L’ensemble de l’album agit comme une métaphore sensorielle de l’errance intérieure. On pense à ces débuts de l’ambient-IDM où l’émotion primait sur la structure, où chaque son semblait avoir été capté entre deux battements de cœur. FALLEN ne compose pas dans une esthétique du ‘genre’, mais dans celle du ‘geste’. Il peint avec des sons comme d’autres avec la lumière. Et ses pigments sont faits de bruissements, de craquements, de lueurs, de mélancolies aquatiques.

Ce disque est aussi un refus. Celui de la précipitation, de la surexposition, du spectaculaire. C’est un espace de repli et d’élévation, une cabane sonore nichée dans les feuillages de l’âme. Il convoque en silence les fantômes de Lights Out Asia, Epic45 ou Near The Parenthesis, mais leur donne une respiration nouvelle, plus contemplative, moins frontale.

À l’heure où la musique électronique se démultiplie en formats, sous-genres et algorithmes, FALLEN rappelle que l’essentiel ne se décrète pas : il se ressent. “we are lone swans floundering in a deep river or sudden magic” est une carte sans itinéraire, une rêverie sans ancre. C’est un miroir tendu à notre part la plus vulnérable, celle qui cherche encore un sens dans la brume. Chaque morceau est une offrande à ceux qui savent encore écouter l’invisible. Il ne s’agit pas d’un album à “consommer”. Il s’agit d’un lieu. D’un espace secret, un peu hors du monde, où les cygnes solitaires errent encore, portés par un courant de sons limpides et imprévisibles. Et si, finalement, le rôle de l’art n’était pas de répondre mais d’ouvrir des passages ? Alors FALLEN en a ouvert un. À nous de plonger.
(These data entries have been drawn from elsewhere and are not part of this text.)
use super::*;

fn id(idx: u32) -> NodeId {
    NodeId { idx, generation: 0 }
}

#[test]
fn most_recently_added_member_leads() {
    let mut reg = ContinuityStackRegistry::new();
    let first = reg.add("card", id(1));
    assert_eq!(first.new_lead, Some(id(1)));
    assert_eq!(first.prev_lead, None);

    let second = reg.add("card", id(2));
    assert_eq!(second.new_lead, Some(id(2)));
    assert_eq!(second.prev_lead, Some(id(1)));
    assert_eq!(reg.lead("card"), Some(id(2)));
    assert_eq!(reg.stack("card").unwrap().members(), &[id(1), id(2)]);
}

#[test]
fn re_adding_a_member_moves_it_to_the_front() {
    let mut reg = ContinuityStackRegistry::new();
    reg.add("card", id(1));
    reg.add("card", id(2));
    reg.add("card", id(1));
    let stack = reg.stack("card").unwrap();
    assert_eq!(stack.members(), &[id(2), id(1)]);
    assert_eq!(stack.lead(), Some(id(1)));
    assert_eq!(stack.prev_lead(), Some(id(2)));
}

#[test]
fn removing_the_lead_promotes_the_latest_remaining_member() {
    let mut reg = ContinuityStackRegistry::new();
    reg.add("card", id(1));
    reg.add("card", id(2));
    reg.add("card", id(3));

    let promo = reg.remove("card", id(3)).unwrap();
    assert_eq!(promo.new_lead, Some(id(2)));
    assert_eq!(promo.prev_lead, Some(id(3)));
    assert_eq!(reg.lead("card"), Some(id(2)));
}

#[test]
fn removing_a_follower_keeps_the_lead() {
    let mut reg = ContinuityStackRegistry::new();
    reg.add("card", id(1));
    reg.add("card", id(2));
    assert_eq!(reg.remove("card", id(1)), None);
    assert_eq!(reg.lead("card"), Some(id(2)));
    assert_eq!(reg.remove("card", id(9)), None);
    assert_eq!(reg.remove("missing", id(1)), None);
}

#[test]
fn emptied_stack_is_deleted() {
    let mut reg = ContinuityStackRegistry::new();
    reg.add("card", id(1));
    let promo = reg.remove("card", id(1)).unwrap();
    assert_eq!(promo.new_lead, None);
    assert_eq!(reg.lead("card"), None);
    assert!(reg.stack("card").is_none());
    assert!(reg.is_empty());
}

#[test]
fn relink_moves_node_and_preserves_lead() {
    let mut reg = ContinuityStackRegistry::new();
    reg.add("one", id(1));
    reg.add("one", id(2));
    reg.add("two", id(3));

    let relink = reg.relink(id(2), Some("one"), Some("two"));
    assert_eq!(relink.left.unwrap().new_lead, Some(id(1)));
    let joined = relink.joined.unwrap();
    assert_eq!(joined.new_lead, Some(id(2)));
    assert_eq!(joined.prev_lead, Some(id(3)));

    assert_eq!(reg.lead("one"), Some(id(1)));
    assert_eq!(reg.lead("two"), Some(id(2)));
    assert_eq!(reg.stacks_containing(id(2)), vec!["two"]);
}

#[test]
fn relink_to_same_key_is_a_no_op() {
    let mut reg = ContinuityStackRegistry::new();
    reg.add("one", id(1));
    assert_eq!(reg.relink(id(1), Some("one"), Some("one")), Relink::default());
    assert_eq!(reg.lead("one"), Some(id(1)));
}

#[test]
fn relink_into_and_out_of_no_key() {
    let mut reg = ContinuityStackRegistry::new();
    let relink = reg.relink(id(1), None, Some("one"));
    assert!(relink.left.is_none());
    assert_eq!(reg.lead("one"), Some(id(1)));

    reg.relink(id(1), Some("one"), None);
    assert!(reg.is_empty());
    assert!(reg.stacks_containing(id(1)).is_empty());
}

#[test]
fn relegate_skips_ineligible_members() {
    let mut reg = ContinuityStackRegistry::new();
    reg.add("card", id(1));
    reg.add("card", id(2));
    reg.add("card", id(3));

    let promo = reg.relegate("card", id(3), |n| n != id(2)).unwrap();
    assert_eq!(promo.new_lead, Some(id(1)));
    assert_eq!(reg.lead("card"), Some(id(1)));
    assert!(reg.stack("card").unwrap().contains(id(3)));

    // not the lead anymore
    assert!(reg.relegate("card", id(3), |_| true).is_none());
}

#[test]
fn keys_are_sorted() {
    let mut reg = ContinuityStackRegistry::new();
    reg.add("b", id(1));
    reg.add("a", id(2));
    assert_eq!(reg.keys().collect::<Vec<_>>(), vec!["a", "b"]);
    assert_eq!(reg.len(), 2);
}

#[test]
fn removing_the_previous_lead_forgets_it() {
    let mut reg = ContinuityStackRegistry::new();
    reg.add("card", id(1));
    reg.add("card", id(2));
    reg.add("card", id(3));
    assert_eq!(reg.stack("card").unwrap().prev_lead(), Some(id(2)));

    assert_eq!(reg.remove("card", id(2)), None);
    let stack = reg.stack("card").unwrap();
    assert_eq!(stack.prev_lead(), None);
    assert_eq!(stack.lead(), Some(id(3)));
}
Prochainement en programmation dans Solénoïde, émission des musiques imaginogènes diffusée sur 30 radios/50 antennes FM-DAB !

A propos de FALLEN

Sous le pseudonyme de FALLEN, Lorenzo Bracaloni façonne une musique comme on sculpte la brume : avec minutie, patience et intuition. Ancien artisan folk sous le nom The Child of A Creek, il glisse aujourd’hui dans les eaux profondes de l’ambient, mêlant textures électroniques fragiles, souvenirs de piano, nappes éthérées et échos de nature perdue. Son univers est un sanctuaire pour âmes contemplatives, un territoire suspendu entre rêve lucide et nostalgie liquéfiée. Chaque album est un carnet de voyage intérieur, chaque morceau un souffle ténu dans un monde qui va trop vite.

FALLEN ne cherche pas à impressionner : il invite à s’attarder. À ressentir. À dériver.